Wanting to understand the nature and dynamics of genetic changes that underlie systemic cancer progression the authors studied breast cancer cells from the primary tumour and the progenitors of later metastasis. For breast cancer, the bone marrow is the best source of the latter. Because it has been well documented that epithelial-specific cytokeratin (CK) positive cells in bone marrow are a strong predictor of skeletal metastasis and overall survival, the authors focused on this cell type. They used single-cell comparative genomic hybridization (CGH) to perform comprehensive genomic analysis of these cells.

CGH revealed differences in genomic aberrations between CK cells from patients with and without metastasis. Comparing the CK cells with the primary tumours from which they had originated clearly showed that genetic aberrations in CK cells were different from those in primary tumour cells, suggesting that abnormalities accumulate independently in the two cell populations. Schmidt-Kittler and colleagues also saw that CK cells carried fewer abnormalities, and lacked signs of telomeric instability as long as clinically detectable metastasis was absent. All this indicated that these cells must leave the primary tumour much earlier than was previously anticipated.

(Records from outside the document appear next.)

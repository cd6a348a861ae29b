//! Sales query service
//!
//! One method per reporting need. Each returns a [`ReportTable`] with the
//! report's column contract. When the service never connected, or a query
//! fails, the result is a zero-row table with those same columns; use
//! [`SalesQueryService::try_report`] to see the failure instead.

use chrono::NaiveDateTime;
use tracing::{debug, error};

use dealerdash_core::{DbConfig, ReportTable};

use crate::connection::ConnectionManager;
use crate::error::DbError;
use crate::queries::Report;

/// Default row cap for [`SalesQueryService::recent_sales`]
pub const DEFAULT_RECENT_LIMIT: u32 = 10;

/// Reporting operations over one owned connection
pub struct SalesQueryService {
    db: ConnectionManager,
    connected: bool,
}

impl SalesQueryService {
    /// Open a connection for `config`. Never fails; check
    /// [`is_connected`](Self::is_connected) afterwards.
    pub async fn connect(config: &DbConfig) -> Self {
        debug!(target_db = %config, "opening sales query service");
        Self::open(ConnectionManager::new(config)).await
    }

    /// Take ownership of `db` and connect it.
    pub async fn open(mut db: ConnectionManager) -> Self {
        let connected = db.connect().await;
        Self { db, connected }
    }

    /// False when the connection could not be opened (or was closed). Every
    /// report then comes back empty without querying.
    pub fn is_connected(&self) -> bool {
        self.connected
    }

    /// Run `report`, surfacing failures.
    pub async fn try_report(&mut self, report: Report) -> Result<ReportTable, DbError> {
        if !self.connected {
            return Err(DbError::NotConnected);
        }

        let table = self.db.try_execute(report.sql(), &report.params()).await?;
        debug!(
            report = report.name(),
            rows = table.len(),
            "report fetched"
        );
        Ok(table)
    }

    /// Run `report`; any failure yields an empty table with the report's columns.
    pub async fn report(&mut self, report: Report) -> ReportTable {
        match self.try_report(report).await {
            Ok(table) => table,
            Err(DbError::NotConnected) => ReportTable::with_columns(report.columns()),
            Err(err) => {
                error!(
                    report = report.name(),
                    error = %err,
                    "report failed; returning empty table"
                );
                ReportTable::with_columns(report.columns())
            }
        }
    }

    /// `total_sales, total_value, average_value` over every sale row.
    pub async fn total_sales(&mut self) -> ReportTable {
        self.report(Report::TotalSales).await
    }

    /// Per model, most sold first.
    pub async fn sales_by_model(&mut self) -> ReportTable {
        self.report(Report::SalesByModel).await
    }

    /// Per month. With `year` only that year's months; without it, every
    /// (year, month) pair, newest year first.
    pub async fn sales_by_month(&mut self, year: Option<i32>) -> ReportTable {
        self.report(Report::SalesByMonth { year }).await
    }

    /// Per dealership with its city and state, highest total value first.
    pub async fn sales_by_dealership(&mut self) -> ReportTable {
        self.report(Report::SalesByDealership).await
    }

    /// Per salesperson with their dealership, highest total value first.
    pub async fn sales_by_salesperson(&mut self) -> ReportTable {
        self.report(Report::SalesBySalesperson).await
    }

    /// The `limit` most recent sales, newest first.
    pub async fn recent_sales(&mut self, limit: u32) -> ReportTable {
        self.report(Report::RecentSales { limit }).await
    }

    /// Sales with `start <= timestamp <= end`, newest first. The range is not
    /// validated; `start > end` simply matches nothing.
    pub async fn sales_in_period(
        &mut self,
        start: NaiveDateTime,
        end: NaiveDateTime,
    ) -> ReportTable {
        self.report(Report::SalesInPeriod { start, end }).await
    }

    /// Release the connection. Later reports come back empty.
    pub async fn close(&mut self) {
        self.db.disconnect().await;
        self.connected = false;
    }
}
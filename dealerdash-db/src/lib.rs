//! dealerdash-db: query layer over the dealership sales store
//!
//! # Layers
//!
//! - [`ConnectionManager`] owns one PostgreSQL connection
//! - [`SalesQueryService`] runs the report queries on top of it
//! - [`ServiceCache`] keeps a service alive for a fixed window
//!
//! The store's schema is consumed as-is; nothing here creates or migrates it.

pub mod cache;
pub mod connection;
pub mod error;
pub mod queries;
pub mod service;

pub use cache::{ServiceCache, DEFAULT_TTL};
pub use connection::{connect_options, ConnectionManager, Param};
pub use error::DbError;
pub use queries::Report;
pub use service::{SalesQueryService, DEFAULT_RECENT_LIMIT};
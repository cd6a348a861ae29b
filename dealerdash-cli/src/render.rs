//! Plain-text rendering of report tables and metric cards

use dealerdash_core::format::format_cell;
use dealerdash_core::{HeadlineMetrics, ReportTable, Value};

pub const NO_DATA: &str = "No data available.";

const GAP: &str = "  ";

/// A titled, column-aligned table. Numeric columns are right-aligned.
pub fn render_table(title: &str, table: &ReportTable) -> String {
    let mut lines = vec![title.to_string()];
    if table.is_empty() {
        lines.push(format!("{GAP}{NO_DATA}"));
        return lines.join("\n") + "\n";
    }

    let columns = table.columns();
    let cells: Vec<Vec<String>> = table
        .rows()
        .iter()
        .map(|row| {
            columns
                .iter()
                .zip(row)
                .map(|(column, value)| format_cell(column, value))
                .collect()
        })
        .collect();

    let widths: Vec<usize> = columns
        .iter()
        .enumerate()
        .map(|(i, name)| {
            cells
                .iter()
                .map(|row| row[i].chars().count())
                .chain(std::iter::once(name.chars().count()))
                .max()
                .unwrap_or(0)
        })
        .collect();

    let numeric: Vec<bool> = (0..columns.len())
        .map(|i| table.rows().iter().any(|row| is_numeric(&row[i])))
        .collect();

    let line = |fields: &[String]| {
        let padded: Vec<String> = fields
            .iter()
            .enumerate()
            .map(|(i, field)| {
                let width = widths[i];
                if numeric[i] {
                    format!("{field:>width$}")
                } else {
                    format!("{field:<width$}")
                }
            })
            .collect();
        format!("{GAP}{}", padded.join(GAP).trim_end())
    };

    lines.push(line(columns));
    lines.push(format!(
        "{GAP}{}",
        widths
            .iter()
            .map(|w| "-".repeat(*w))
            .collect::<Vec<_>>()
            .join(GAP)
    ));
    lines.extend(cells.iter().map(|row| line(row.as_slice())));

    lines.join("\n") + "\n"
}

/// The headline metric cards, plus the listing size when a listing was loaded.
pub fn render_metrics(metrics: Option<&HeadlineMetrics>, sales_in_period: Option<&str>) -> String {
    let Some(metrics) = metrics else {
        return format!("Totals\n{GAP}{NO_DATA}\n");
    };

    let mut cards = vec![
        ("Total sales", metrics.total_sales.as_str()),
        ("Total value", metrics.total_value.as_str()),
        ("Average value", metrics.average_value.as_str()),
    ];
    if let Some(count) = sales_in_period {
        cards.push(("Sales in period", count));
    }

    let width = cards
        .iter()
        .map(|(label, _)| label.len())
        .max()
        .unwrap_or(0);
    let mut out = String::from("Totals\n");
    for (label, value) in cards {
        out.push_str(&format!("{GAP}{label:<width$}{GAP}{value}\n"));
    }
    out
}

fn is_numeric(value: &Value) -> bool {
    matches!(value, Value::Int(_) | Value::Decimal(_) | Value::Float(_))
}

#[cfg(test)]
mod tests {
    use super::*;
    use dealerdash_core::columns;

    fn model_table() -> ReportTable {
        let mut table = ReportTable::with_columns(columns::SALES_BY_MODEL);
        table
            .push_row(vec![
                Value::Text("Civic".into()),
                Value::Int(1200),
                Value::Decimal("60000000.50".parse().unwrap()),
                Value::Decimal("50000.00".parse().unwrap()),
            ])
            .unwrap();
        table
            .push_row(vec![
                Value::Text("Corolla".into()),
                Value::Int(3),
                Value::Decimal("135000.30".parse().unwrap()),
                Value::Null,
            ])
            .unwrap();
        table
    }

    #[test]
    fn empty_table_prints_no_data_line() {
        let empty = ReportTable::with_columns(columns::SALES_BY_MODEL);
        let out = render_table("Sales by model", &empty);
        assert_eq!(out, format!("Sales by model\n  {NO_DATA}\n"));
    }

    #[test]
    fn cells_use_display_conventions() {
        let out = render_table("Sales by model", &model_table());
        assert!(out.contains("R$ 60.000.000,50"));
        assert!(out.contains("1.200"));
        assert!(out.contains("R$ 135.000,30"));
        // null average
        assert!(out.lines().last().unwrap().trim_end().ends_with('-'));
    }

    #[test]
    fn numbers_are_right_aligned() {
        let out = render_table("Sales by model", &model_table());
        let lines: Vec<&str> = out.lines().collect();
        let civic = lines[3];
        let corolla = lines[4];
        let civic_qty_end = civic.find("1.200").unwrap() + "1.200".len();
        let corolla_qty_end = corolla.find(" 3 ").unwrap() + 2;
        assert_eq!(civic_qty_end, corolla_qty_end);
    }

    #[test]
    fn widths_count_characters_not_bytes() {
        let mut table = ReportTable::with_columns(&["dealership", "quantity"]);
        table
            .push_row(vec![Value::Text("Concessionária".into()), Value::Int(1)])
            .unwrap();
        table
            .push_row(vec![Value::Text("Loja".into()), Value::Int(22)])
            .unwrap();

        let out = render_table("t", &table);
        let widths: Vec<usize> = out.lines().skip(3).map(|l| l.chars().count()).collect();
        assert_eq!(widths[0], widths[1]);
    }

    #[test]
    fn metrics_render_as_cards() {
        let metrics = HeadlineMetrics {
            total_sales: "3".into(),
            total_value: "R$ 147.000,30".into(),
            average_value: "R$ 49.000,10".into(),
        };
        let out = render_metrics(Some(&metrics), Some("2"));
        assert!(out.contains("Total value      R$ 147.000,30"));
        assert!(out.contains("Sales in period  2"));

        assert!(render_metrics(None, None).contains(NO_DATA));
    }
}
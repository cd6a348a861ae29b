//! Reporting periods for the dashboard's period filter

use std::fmt;

use chrono::{Duration, NaiveDate, NaiveDateTime, NaiveTime};

use crate::error::{DashError, Result};
use crate::format::format_date;

/// Which sales the dashboard listing covers
#[derive(Debug, Clone, Copy, PartialEq, Eq, Default)]
pub enum Period {
    /// No date filter; the listing falls back to the most recent sales
    #[default]
    All,
    Last30Days,
    Last90Days,
    /// The last 365 days
    LastYear,
    /// Whole calendar days, both ends inclusive
    Custom { start: NaiveDate, end: NaiveDate },
}

impl Period {
    /// Custom period; `start` must not be after `end`.
    pub fn custom(start: NaiveDate, end: NaiveDate) -> Result<Self> {
        if start > end {
            return Err(DashError::invalid_period(format!(
                "start {start} is after end {end}"
            )));
        }
        Ok(Self::Custom { start, end })
    }

    /// Concrete `[start, end]` bounds relative to `now`, or `None` for
    /// [`Period::All`].
    pub fn resolve(&self, now: NaiveDateTime) -> Option<(NaiveDateTime, NaiveDateTime)> {
        match *self {
            Period::All => None,
            Period::Last30Days => Some((now - Duration::days(30), now)),
            Period::Last90Days => Some((now - Duration::days(90), now)),
            Period::LastYear => Some((now - Duration::days(365), now)),
            Period::Custom { start, end } => Some((start_of_day(start), end_of_day(end))),
        }
    }
}

impl fmt::Display for Period {
    fn fmt(&self, f: &mut fmt::Formatter<'_>) -> fmt::Result {
        match self {
            Period::All => f.write_str("all data"),
            Period::Last30Days => f.write_str("last 30 days"),
            Period::Last90Days => f.write_str("last 90 days"),
            Period::LastYear => f.write_str("last year"),
            Period::Custom { start, end } => {
                write!(f, "{} to {}", format_date(*start), format_date(*end))
            }
        }
    }
}

/// 00:00:00 on `day`
pub fn start_of_day(day: NaiveDate) -> NaiveDateTime {
    day.and_time(NaiveTime::MIN)
}

/// The last representable microsecond of `day`
pub fn end_of_day(day: NaiveDate) -> NaiveDateTime {
    start_of_day(day) + Duration::days(1) - Duration::microseconds(1)
}
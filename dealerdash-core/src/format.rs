//! Brazilian-Portuguese display formatting
//!
//! Thousands are grouped with `.`, decimals separated with `,`, and money is
//! prefixed with `R$`: `1234567.8` renders as `R$ 1.234.567,80`. Rounding is
//! half away from zero at the requested number of places.

use chrono::{NaiveDate, NaiveDateTime};
use rust_decimal::{Decimal, RoundingStrategy};

use crate::report::{columns, Value};

/// Placeholder for cells with no value
pub const MISSING: &str = "-";

/// `R$ 1.234.567,80`
pub fn format_currency(value: Decimal) -> String {
    format!("R$ {}", format_decimal(value, 2))
}

/// Group thousands with `.` and use `,` before `places` fraction digits.
pub fn format_decimal(value: Decimal, places: u32) -> String {
    let rounded = value.round_dp_with_strategy(places, RoundingStrategy::MidpointAwayFromZero);
    let negative = rounded.is_sign_negative() && !rounded.is_zero();
    let text = format!("{:.*}", places as usize, rounded.abs());

    let (int_part, frac_part) = match text.split_once('.') {
        Some((int_part, frac_part)) => (int_part, Some(frac_part)),
        None => (text.as_str(), None),
    };

    let mut out = String::with_capacity(text.len() + 4);
    if negative {
        out.push('-');
    }
    out.push_str(&group_thousands(int_part));
    if let Some(frac) = frac_part {
        out.push(',');
        out.push_str(frac);
    }
    out
}

/// `1.234.567`
pub fn format_count(value: i64) -> String {
    let grouped = group_thousands(&value.unsigned_abs().to_string());
    if value < 0 {
        format!("-{grouped}")
    } else {
        grouped
    }
}

/// `15/01/2024 10:30`
pub fn format_timestamp(value: NaiveDateTime) -> String {
    value.format("%d/%m/%Y %H:%M").to_string()
}

/// `15/01/2024`
pub fn format_date(value: NaiveDate) -> String {
    value.format("%d/%m/%Y").to_string()
}

/// Render one report cell for display, using the column name to pick the
/// convention (money, counts, percentages, plain).
pub fn format_cell(column: &str, value: &Value) -> String {
    match value {
        Value::Null => MISSING.to_string(),
        Value::Decimal(v) if columns::MONETARY.contains(&column) => format_currency(*v),
        Value::Int(v) if columns::MONETARY.contains(&column) => format_currency(Decimal::from(*v)),
        Value::Decimal(v) if column == columns::SHARE => format!("{}%", format_decimal(*v, 1)),
        Value::Decimal(v) => format_decimal(*v, 2),
        Value::Int(v) if columns::COUNTS.contains(&column) => format_count(*v),
        Value::Timestamp(v) => format_timestamp(*v),
        Value::Date(v) => format_date(*v),
        other => other.to_string(),
    }
}

fn group_thousands(digits: &str) -> String {
    let len = digits.len();
    let mut grouped = String::with_capacity(len + len / 3);
    for (i, ch) in digits.chars().enumerate() {
        if i > 0 && (len - i) % 3 == 0 {
            grouped.push('.');
        }
        grouped.push(ch);
    }
    grouped
}

#[cfg(test)]
mod tests {
    use super::*;

    fn dec(s: &str) -> Decimal {
        s.parse().unwrap()
    }

    #[test]
    fn currency_groups_thousands_with_decimal_comma() {
        assert_eq!(format_currency(dec("1234567.8")), "R$ 1.234.567,80");
        assert_eq!(format_currency(dec("50000")), "R$ 50.000,00");
        assert_eq!(format_currency(dec("999.99")), "R$ 999,99");
        assert_eq!(format_currency(Decimal::ZERO), "R$ 0,00");
    }

    #[test]
    fn currency_rounds_half_away_from_zero() {
        assert_eq!(format_currency(dec("999.995")), "R$ 1.000,00");
        assert_eq!(format_currency(dec("0.004")), "R$ 0,00");
        assert_eq!(format_currency(dec("-0.004")), "R$ 0,00");
    }

    #[test]
    fn negative_amounts_keep_sign_after_prefix() {
        assert_eq!(format_currency(dec("-1234.5")), "R$ -1.234,50");
    }

    #[test]
    fn counts_group_without_decimals() {
        assert_eq!(format_count(0), "0");
        assert_eq!(format_count(999), "999");
        assert_eq!(format_count(1000), "1.000");
        assert_eq!(format_count(1234567), "1.234.567");
        assert_eq!(format_count(-1234), "-1.234");
    }

    #[test]
    fn decimal_with_one_place() {
        assert_eq!(format_decimal(dec("66.666"), 1), "66,7");
        assert_eq!(format_decimal(dec("1000"), 0), "1.000");
    }

    #[test]
    fn dates_and_timestamps() {
        let day = NaiveDate::from_ymd_opt(2024, 2, 1).unwrap();
        assert_eq!(format_date(day), "01/02/2024");
        assert_eq!(
            format_timestamp(day.and_hms_opt(9, 5, 59).unwrap()),
            "01/02/2024 09:05"
        );
    }

    #[test]
    fn cells_follow_column_conventions() {
        assert_eq!(
            format_cell("total_value", &Value::Decimal(dec("1500000"))),
            "R$ 1.500.000,00"
        );
        assert_eq!(format_cell("quantity", &Value::Int(12345)), "12.345");
        assert_eq!(format_cell("year", &Value::Int(2024)), "2024");
        assert_eq!(format_cell("month_number", &Value::Int(3)), "3");
        assert_eq!(format_cell("share", &Value::Decimal(dec("12.55"))), "12,6%");
        assert_eq!(format_cell("model", &Value::Text("Civic".into())), "Civic");
        assert_eq!(format_cell("average_value", &Value::Null), MISSING);
    }
}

So, the authors convincingly showed that it is time to discard the old model of cancer progression — but they didn't end there. For each single-cell genome they also calculated a predictive value for the absence or presence of clinical metastasis. When they tested the predictive powers of a single-cell genotype on cells from patients, the success of correct diagnosis was as much as 85%, providing a way to identify the clinical status of patients from single-cell genome analysis.

As well as scientific and diagnostic value, this study has an important message for cancer therapy. Because of genetic differences between disseminated cells and primary tumour cells, strategies that target cells with advanced genetic changes in primary tumours are unlikely to eradicate the cells that have already left the primary tumour and might later become seeds of metastatic growth. After this wake-up call, the hunt for therapeutic approaches that target disseminated cancer cells is likely to begin.